Task directions
Retype exactly the lines that run from the start of the data to the line holding "let outcome = self.run_ops();", including both, and only those.

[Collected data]
·····
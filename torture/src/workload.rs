//! The work done by one worker thread.
//!
//! A worker owns a set of arrays, all allocated from the shared pool, and mirrors each of them in
//! a `HashMap` model. It runs a random mix of writes, reads and shrinks, checking every read
//! against the model. Shrinks are driven in slices of at most `step_budget` steps, yielding to
//! the other workers and checking the head for consistency between slices.

use std::collections::HashMap;

use anyhow::{ensure, Result};
use dynarr::{DynArr, Error, Head, Pool, Shared, Step};
use rand::prelude::*;

use crate::cli::WorkloadParams;

/// Counters of what a worker did.
#[derive(Debug, Default, Clone, Copy)]
pub struct Stats {
    pub sets: u64,
    pub gets: u64,
    pub trims: u64,
    pub truncates: u64,
    pub releases: u64,
    pub shrink_steps: u64,
    pub out_of_memory: u64,
}

impl Stats {
    pub fn merge(&mut self, other: &Stats) {
        self.sets += other.sets;
        self.gets += other.gets;
        self.trims += other.trims;
        self.truncates += other.truncates;
        self.releases += other.releases;
        self.shrink_steps += other.shrink_steps;
        self.out_of_memory += other.out_of_memory;
    }
}

enum Shrink {
    Release,
    Trim(u32),
    Truncate(u32),
}

pub struct Worker<'p> {
    id: usize,
    pool: &'p Pool<Shared>,
    params: WorkloadParams,
    rng: rand_pcg::Pcg64,
    heads: Vec<Head>,
    models: Vec<HashMap<u32, u32>>,
    stats: Stats,
}

impl<'p> Worker<'p> {
    pub fn new(id: usize, pool: &'p Pool<Shared>, params: WorkloadParams, seed: u64) -> Self {
        let heads = (0..params.arrays).map(|_| Head::new()).collect();
        let models = (0..params.arrays).map(|_| HashMap::new()).collect();
        Worker {
            id,
            pool,
            params,
            rng: rand_pcg::Pcg64::seed_from_u64(seed),
            heads,
            models,
            stats: Stats::default(),
        }
    }

    /// Run the workload, then release every array.
    pub fn run(mut self) -> Result<Stats> {
        let outcome = self.run_ops();
        let teardown = self.teardown();
        outcome?;
        teardown?;
        tracing::debug!(worker = self.id, stats = ?self.stats, "worker finished");
        Ok(self.stats)
    }

    fn run_ops(&mut self) -> Result<()> {
        if self.heads.is_empty() {
            return Ok(());
        }
        for _ in 0..self.params.ops {
            let a = self.rng.gen_range(0..self.heads.len());
            match self.rng.gen_range(0..100) {
                0..=44 => self.set(a)?,
                45..=79 => self.get(a)?,
                80..=86 => self.trim(a)?,
                87..=91 => self.truncate(a)?,
                92..=94 => self.release(a)?,
                _ => self.census(a)?,
            }
        }
        Ok(())
    }

    fn teardown(&mut self) -> Result<()> {
        let mut result = Ok(());
        for a in 0..self.heads.len() {
            let released = self.release(a);
            if result.is_ok() {
                result = released;
            }
        }
        result
    }

    // Mostly positions inside the array, sometimes anywhere.
    fn pick_pos(&mut self, a: usize) -> u32 {
        let size = self.heads[a].size();
        let max_pos = self.params.max_pos;
        if size > 0 && self.rng.gen_bool(0.7) {
            self.rng.gen_range(0..size.min(max_pos + 1))
        } else {
            self.rng.gen_range(0..=max_pos)
        }
    }

    fn set(&mut self, a: usize) -> Result<()> {
        let pos = self.pick_pos(a);
        let value = self.rng.gen_range(1..=u32::MAX);
        self.stats.sets += 1;

        let written = DynArr::new(self.pool, &mut self.heads[a])
            .set(pos)
            .map(|word| *word = value);
        match written {
            Ok(()) => {
                self.models[a].insert(pos, value);
            }
            Err(Error::OutOfMemory { .. }) => {
                self.stats.out_of_memory += 1;
                tracing::trace!(worker = self.id, array = a, pos, "out of memory, releasing");
                self.release(a)?;
            }
            Err(e) => return Err(e.into()),
        }
        Ok(())
    }

    fn get(&mut self, a: usize) -> Result<()> {
        let pos = self.pick_pos(a);
        self.stats.gets += 1;

        let arr = DynArr::new(self.pool, &mut self.heads[a]);
        let model = &self.models[a];
        match arr.get(pos) {
            Some(&word) => {
                let expected = model.get(&pos).copied().unwrap_or(0);
                ensure!(
                    word == expected,
                    "worker {}: array {} read {} at {}, expected {}",
                    self.id,
                    a,
                    word,
                    pos,
                    expected
                );
            }
            None => {
                ensure!(
                    pos >= arr.head().size(),
                    "worker {}: array {} failed to read {} below its size {}",
                    self.id,
                    a,
                    pos,
                    arr.head().size()
                );
                ensure!(
                    !model.contains_key(&pos),
                    "worker {}: array {} lost position {}",
                    self.id,
                    a,
                    pos
                );
            }
        }
        Ok(())
    }

    fn census(&mut self, a: usize) -> Result<()> {
        let arr = DynArr::new(self.pool, &mut self.heads[a]);
        let census = arr.node_census();
        ensure!(
            census as i64 == arr.head().node_count() as i64,
            "worker {}: array {} reaches {} nodes but counts {}",
            self.id,
            a,
            census,
            arr.head().node_count()
        );
        Ok(())
    }

    fn trim(&mut self, a: usize) -> Result<()> {
        let Some(target) = self.pick_target(a) else {
            return Ok(());
        };
        self.stats.trims += 1;
        self.shrink(a, Shrink::Trim(target))?;
        self.check_shrunk(a, target)?;
        self.models[a].retain(|&pos, _| pos < target);
        Ok(())
    }

    fn truncate(&mut self, a: usize) -> Result<()> {
        let Some(target) = self.pick_target(a) else {
            return Ok(());
        };
        self.stats.truncates += 1;
        let surfaced = self.shrink(a, Shrink::Truncate(target))?;
        self.check_shrunk(a, target)?;

        let mut dropped: Vec<u32> = self.models[a]
            .iter()
            .filter(|&(&pos, _)| pos >= target)
            .map(|(_, &value)| value)
            .collect();
        self.models[a].retain(|&pos, _| pos < target);
        self.check_surfaced(a, surfaced, &mut dropped)
    }

    fn release(&mut self, a: usize) -> Result<()> {
        self.stats.releases += 1;
        let surfaced = self.shrink(a, Shrink::Release)?;
        let head = &self.heads[a];
        ensure!(
            head.is_empty() && head.node_count() == 0,
            "worker {}: array {} not empty after release: {:?}",
            self.id,
            a,
            head
        );

        let mut dropped: Vec<u32> = self.models[a].drain().map(|(_, value)| value).collect();
        self.check_surfaced(a, surfaced, &mut dropped)
    }

    fn pick_target(&mut self, a: usize) -> Option<u32> {
        let size = self.heads[a].size();
        (size > 0).then(|| self.rng.gen_range(0..size))
    }

    /// Drive a shrink to completion in slices of `step_budget` steps. Returns the surfaced words.
    fn shrink(&mut self, a: usize, shrink: Shrink) -> Result<Vec<u32>> {
        let mut arr = DynArr::new(self.pool, &mut self.heads[a]);
        let mut iter = arr.release_iter();
        let mut surfaced = Vec::new();
        let mut out = 0;

        loop {
            for _ in 0..self.params.step_budget {
                self.stats.shrink_steps += 1;
                let step = match shrink {
                    Shrink::Release => arr.release(&mut iter, &mut out),
                    Shrink::Trim(pos) => arr.trim(pos, &mut iter),
                    Shrink::Truncate(pos) => arr.truncate(pos, &mut iter, Some(&mut out)),
                };
                match step {
                    Step::Done => return Ok(surfaced),
                    Step::Data => surfaced.push(out),
                    Step::NoData => {}
                }
            }

            let census = arr.node_census();
            ensure!(
                census as i64 == arr.head().node_count() as i64,
                "worker {}: array {} reaches {} nodes but counts {} mid-shrink",
                self.id,
                a,
                census,
                arr.head().node_count()
            );
            std::thread::yield_now();
        }
    }

    fn check_shrunk(&self, a: usize, target: u32) -> Result<()> {
        let head = &self.heads[a];
        ensure!(
            head.size() == target,
            "worker {}: array {} has size {} after shrinking to {}",
            self.id,
            a,
            head.size(),
            target
        );
        Ok(())
    }

    // Words are only ever written non-zero, so the non-zero surfaced words must be exactly the
    // values dropped from the model.
    fn check_surfaced(&self, a: usize, surfaced: Vec<u32>, dropped: &mut Vec<u32>) -> Result<()> {
        let mut surfaced: Vec<u32> = surfaced.into_iter().filter(|&w| w != 0).collect();
        surfaced.sort_unstable();
        dropped.sort_unstable();
        ensure!(
            surfaced == *dropped,
            "worker {}: array {} surfaced {} values, expected {}",
            self.id,
            a,
            surfaced.len(),
            dropped.len()
        );
        Ok(())
    }
}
·····
Solution to this task
filename torture/src/workload.rs
//! The work done by one worker thread.
//!
//! A worker owns a set of arrays, all allocated from the shared pool, and mirrors each of them in
//! a `HashMap` model. It runs a random mix of writes, reads and shrinks, checking every read
//! against the model. Shrinks are driven in slices of at most `step_budget` steps, yielding to
//! the other workers and checking the head for consistency between slices.

use std::collections::HashMap;

use anyhow::{ensure, Result};
use dynarr::{DynArr, Error, Head, Pool, Shared, Step};
use rand::prelude::*;

use crate::cli::WorkloadParams;

/// Counters of what a worker did.
#[derive(Debug, Default, Clone, Copy)]
pub struct Stats {
    pub sets: u64,
    pub gets: u64,
    pub trims: u64,
    pub truncates: u64,
    pub releases: u64,
    pub shrink_steps: u64,
    pub out_of_memory: u64,
}

impl Stats {
    pub fn merge(&mut self, other: &Stats) {
        self.sets += other.sets;
        self.gets += other.gets;
        self.trims += other.trims;
        self.truncates += other.truncates;
        self.releases += other.releases;
        self.shrink_steps += other.shrink_steps;
        self.out_of_memory += other.out_of_memory;
    }
}

enum Shrink {
    Release,
    Trim(u32),
    Truncate(u32),
}

pub struct Worker<'p> {
    id: usize,
    pool: &'p Pool<Shared>,
    params: WorkloadParams,
    rng: rand_pcg::Pcg64,
    heads: Vec<Head>,
    models: Vec<HashMap<u32, u32>>,
    stats: Stats,
}

impl<'p> Worker<'p> {
    pub fn new(id: usize, pool: &'p Pool<Shared>, params: WorkloadParams, seed: u64) -> Self {
        let heads = (0..params.arrays).map(|_| Head::new()).collect();
        let models = (0..params.arrays).map(|_| HashMap::new()).collect();
        Worker {
            id,
            pool,
            params,
            rng: rand_pcg::Pcg64::seed_from_u64(seed),
            heads,
            models,
            stats: Stats::default(),
        }
    }

    /// Run the workload, then release every array.
    pub fn run(mut self) -> Result<Stats> {
        let outcome = self.run_ops();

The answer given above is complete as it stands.